YOUR OBJECTIVE: Transcribe, word for word and without additions, each line below from the one containing "and data errors" through the one containing "async fn establish_mcp_connection()", both ends included.
***
// ABOUTME: Data analysis utility for finding the longest running activity in 2024 dataset
// ABOUTME: Fitness data mining tool to identify peak distance achievements from activity records
// Licensed under the Apache License, Version 2.0 <LICENSE-APACHE or
// http://www.apache.org/licenses/LICENSE-2.0> or the MIT license
// <LICENSE-MIT or http://opensource.org/licenses/MIT>, at your
// option. This file may not be copied, modified, or distributed
// except according to those terms.

//! # Find 2024 Longest Run - Example MCP Client
//!
//! This binary serves as a comprehensive example of how to interact with the Pierre MCP Server
//! to query fitness data. It demonstrates the complete workflow from connection establishment
//! to data analysis.
//!
//! ## Purpose
//!
//! This example connects to a running Pierre MCP Server and analyzes a user's Strava activities
//! to find their longest run in 2024. It showcases:
//!
//! - MCP protocol communication (JSON-RPC over TCP)
//! - Paginated data retrieval from fitness providers
//! - Data filtering and analysis
//! - Error handling and connection management
//! - Performance optimization for large datasets
//!
//! ## Usage
//!
//! 1. Start the Pierre MCP Server:
//!    ```bash
//!    cargo run --bin pierre-mcp-server
//!    ```
//!
//! 2. Run this example client:
//!    ```bash
//!    cargo run --bin find-2024-longest-run
//!    ```
//!
//! ## Prerequisites
//!
//! - A running Pierre MCP Server on localhost:8080
//! - Configured Strava provider with valid authentication
//! - Activities data from 2024 in the user's Strava account
//!
//! ## Architecture
//!
//! ```text
//! ┌─────────────────┐     JSON-RPC     ┌─────────────────┐     HTTP/OAuth2     ┌─────────────────┐
//! │  Example Client │ ←→ over TCP  ←→  │  Pierre MCP     │ ←→ API Calls    ←→  │  Strava API     │
//! │ (this binary)   │                  │  Server         │                     │                 │
//! └─────────────────┘                  └─────────────────┘                     └─────────────────┘
//! ```
//!
//! ## Key Features Demonstrated
//!
//! - **Pagination**: Efficiently retrieves large datasets in chunks
//! - **Filtering**: Processes activities by year and sport type
//! - **Analysis**: Calculates metrics like pace and duration
//! - **Error Handling**: Graceful handling of network and data errors
//! - **Data Presentation**: User-friendly output formatting

use anyhow::Result;
use serde_json::Value;
use tokio::io::{AsyncBufReadExt, AsyncWriteExt, BufReader};
use tokio::net::TcpStream;

/// Main entry point for the longest run finder example
///
/// This function demonstrates a complete MCP client workflow:
/// 1. Establishes connection to the MCP server
/// 2. Initializes the MCP protocol session
/// 3. Retrieves activities data through pagination
/// 4. Filters activities by year and sport type
/// 5. Analyzes data to find the longest run
/// 6. Presents results in a user-friendly format
///
/// # Returns
///
/// - `Ok(())` if the analysis completes successfully
/// - `Err` if connection, data retrieval, or analysis fails
///
/// # Example Output
///
/// ```text
/// 🏆 LONGEST RUN IN 2024:
///    Distance: 46.97 km
///    Name: Beluga Ultra Trail 45 km 🕺
///    Date: 2024-09-14T10:04:01Z
///    Duration: 7h 30m 12s
///    Pace: 9:35 min/km
///    Elevation gain: 2044 m
///    Average heart rate: 131 bpm
/// ```
#[tokio::main]
async fn main() -> Result<()> {
    println!("🔍 Finding longest run in 2024 for Strava user...\n");

    let connection_result = establish_mcp_connection().await?;
    let (mut reader, mut writer) = connection_result;

    let all_activities = fetch_activities_data(&mut reader, &mut writer).await?;

    if all_activities.is_empty() {
        println!("❌ Failed to get activities");
    } else {
        analyze_activities(&all_activities);
    }

    Ok(())
}

/// Establish TCP connection and initialize MCP protocol session
async fn establish_mcp_connection() -> Result<(
    BufReader<tokio::net::tcp::OwnedReadHalf>,
    tokio::net::tcp::OwnedWriteHalf,
)> {
    // Step 1: Establish TCP connection to the MCP server
    let stream = TcpStream::connect("127.0.0.1:8080").await?;
    let (reader, mut writer) = stream.into_split();
    let mut reader = BufReader::new(reader);

    // Step 2: Initialize MCP protocol session
    let init_request = serde_json::json!({
        "jsonrpc": "2.0",
        "method": "initialize",
        "params": {},
        "id": 1
    });

    writer
        .write_all(format!("{init_request}\n").as_bytes())
        .await?;
    let mut line = String::new();
    reader.read_line(&mut line).await?;
    println!("✅ Connected to MCP server");

    Ok((reader, writer))
}

/// Fetch activities data using pagination through MCP server
async fn fetch_activities_data(
    reader: &mut BufReader<tokio::net::tcp::OwnedReadHalf>,
    writer: &mut tokio::net::tcp::OwnedWriteHalf,
) -> Result<Vec<Value>> {
    let mut all_activities = Vec::new();
    let mut line = String::new();

    // Paginate through multiple pages to get historical data
    for page in 1..=3 {
        let activities_request = serde_json::json!({
            "jsonrpc": "2.0",
            "method": "tools/call",
            "params": {
                "name": "get_activities",
                "arguments": {
                    "provider": "strava",
                    "limit": 200,
                    "offset": (page - 1) * 200
                }
            },
            "id": page + 1
        });

        writer
            .write_all(format!("{activities_request}\n").as_bytes())
            .await?;
        line.clear();
        reader.read_line(&mut line).await?;

        let response: Value = serde_json::from_str(&line)?;

        if let Some(activities) = response["result"].as_array() {
            if activities.is_empty() {
                break;
            }
            for activity in activities {
                all_activities.push(activity.clone());
            }
            println!(
                "📄 Got page {}: {} activities (total: {})",
                page,
                activities.len(),
                all_activities.len()
            );
        } else {
            println!("❌ Failed to get page {page}");
            break;
        }
    }

    Ok(all_activities)
}

/// Analyze activities to find longest 2024 run and display statistics
fn analyze_activities(all_activities: &[Value]) {
    println!("📊 Analyzing {} activities...", all_activities.len());

    let mut longest_run_2024: Option<&Value> = None;
    let mut longest_distance_2024 = 0.0;
    let mut total_runs_2024 = 0;
    let mut total_run_distance_2024 = 0.0;

    // Find 2024 runs and track statistics
    for activity in all_activities {
        if let Some(date_str) = activity["start_date"].as_str() {
            if date_str.starts_with("2024") {
                if let Some(sport_type) = activity["sport_type"].as_str() {
                    if sport_type == "run" {
                        total_runs_2024 += 1;

                        if let Some(distance_meters) = activity["distance_meters"].as_f64() {
                            total_run_distance_2024 += distance_meters;

                            if distance_meters > longest_distance_2024 {
                                longest_distance_2024 = distance_meters;
                                longest_run_2024 = Some(activity);
                            }
                        }
                    }
                }
            }
        }
    }

    display_run_statistics(total_runs_2024, total_run_distance_2024);

    if let Some(run) = longest_run_2024 {
        display_longest_run_details(run, longest_distance_2024);
    } else {
        println!("\n❌ No runs found in 2024 activities");
    }

    display_other_runs_sample(all_activities);
}

/// Display overall 2024 run statistics
fn display_run_statistics(total_runs: i32, total_distance: f64) {
    println!("\n🏃 2024 Run Statistics:");
    println!("   Total runs in 2024: {total_runs}");
    println!(
        "   Total run distance in 2024: {:.2} km",
        total_distance / 1000.0
    );
}

/// Display detailed information about the longest run
fn display_longest_run_details(run: &Value, distance: f64) {
    println!("\n🏆 LONGEST RUN IN 2024:");
    println!("   Distance: {:.2} km", distance / 1000.0);

    if let Some(name) = run["name"].as_str() {
        println!("   Name: {name}");
    }

    if let Some(date) = run["start_date"].as_str() {
        println!("   Date: {date}");
    }

    if let Some(duration) = run["duration_seconds"].as_u64() {
        display_duration_and_pace(duration, distance);
    }

    if let Some(elevation) = run["elevation_gain"].as_f64() {
        println!("   Elevation gain: {elevation:.0} m");
    }

    if let Some(avg_hr) = run["average_heart_rate"].as_u64() {
        println!("   Average heart rate: {avg_hr} bpm");
    }
}

/// Display duration and calculate pace for a run
fn display_duration_and_pace(duration: u64, distance: f64) {
    let hours = duration / 3600;
    let minutes = (duration % 3600) / 60;
    let seconds = duration % 60;
    println!("   Duration: {hours}h {minutes}m {seconds}s");

    // Calculate pace
    if distance > 0.0 {
        let duration_u32 = u32::try_from(duration).unwrap_or(u32::MAX);
        let pace_per_km_f64 = f64::from(duration_u32) / (distance / 1000.0);
        let pace_minutes = (pace_per_km_f64 / 60.0).floor().clamp(0.0, 59.0);
        let pace_seconds = (pace_per_km_f64 % 60.0).floor().clamp(0.0, 59.0);

        println!("   Pace: {pace_minutes:.0}:{pace_seconds:02.0} min/km");
    }
}

/// Display a sample of other 2024 runs for context
fn display_other_runs_sample(all_activities: &[Value]) {
    println!("\n📋 Other 2024 runs:");
    let mut run_count = 0;
    for activity in all_activities {
        if let Some(date_str) = activity["start_date"].as_str() {
            if date_str.starts_with("2024") {
                if let Some(sport_type) = activity["sport_type"].as_str() {
                    if sport_type == "run" && run_count < 5 {
                        if let Some(distance_meters) = activity["distance_meters"].as_f64() {
                            if let Some(name) = activity["name"].as_str() {
                                println!(
                                    "   {:.2} km - {} ({})",
                                    distance_meters / 1000.0,
                                    name,
                                    &date_str[0..10]
                                );
                                run_count += 1;
                            }
                        }
                    }
                }
            }
        }
    }
}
***
WRITTEN SOLUTION:
//! - **Error Handling**: Graceful handling of network and data errors
//! - **Data Presentation**: User-friendly output formatting

use anyhow::Result;
use serde_json::Value;
use tokio::io::{AsyncBufReadExt, AsyncWriteExt, BufReader};
use tokio::net::TcpStream;

/// Main entry point for the longest run finder example
///
/// This function demonstrates a complete MCP client workflow:
/// 1. Establishes connection to the MCP server
/// 2. Initializes the MCP protocol session
/// 3. Retrieves activities data through pagination
/// 4. Filters activities by year and sport type
/// 5. Analyzes data to find the longest run
/// 6. Presents results in a user-friendly format
///
/// # Returns
///
/// - `Ok(())` if the analysis completes successfully
/// - `Err` if connection, data retrieval, or analysis fails
///
/// # Example Output
///
/// ```text
/// 🏆 LONGEST RUN IN 2024:
///    Distance: 46.97 km
///    Name: Beluga Ultra Trail 45 km 🕺
///    Date: 2024-09-14T10:04:01Z
///    Duration: 7h 30m 12s
///    Pace: 9:35 min/km
///    Elevation gain: 2044 m
///    Average heart rate: 131 bpm
/// ```
#[tokio::main]
async fn main() -> Result<()> {
    println!("🔍 Finding longest run in 2024 for Strava user...\n");

    let connection_result = establish_mcp_connection().await?;
    let (mut reader, mut writer) = connection_result;

    let all_activities = fetch_activities_data(&mut reader, &mut writer).await?;

    if all_activities.is_empty() {
        println!("❌ Failed to get activities");
    } else {
        analyze_activities(&all_activities);
    }

    Ok(())
}

/// Establish TCP connection and initialize MCP protocol session
async fn establish_mcp_connection() -> Result<(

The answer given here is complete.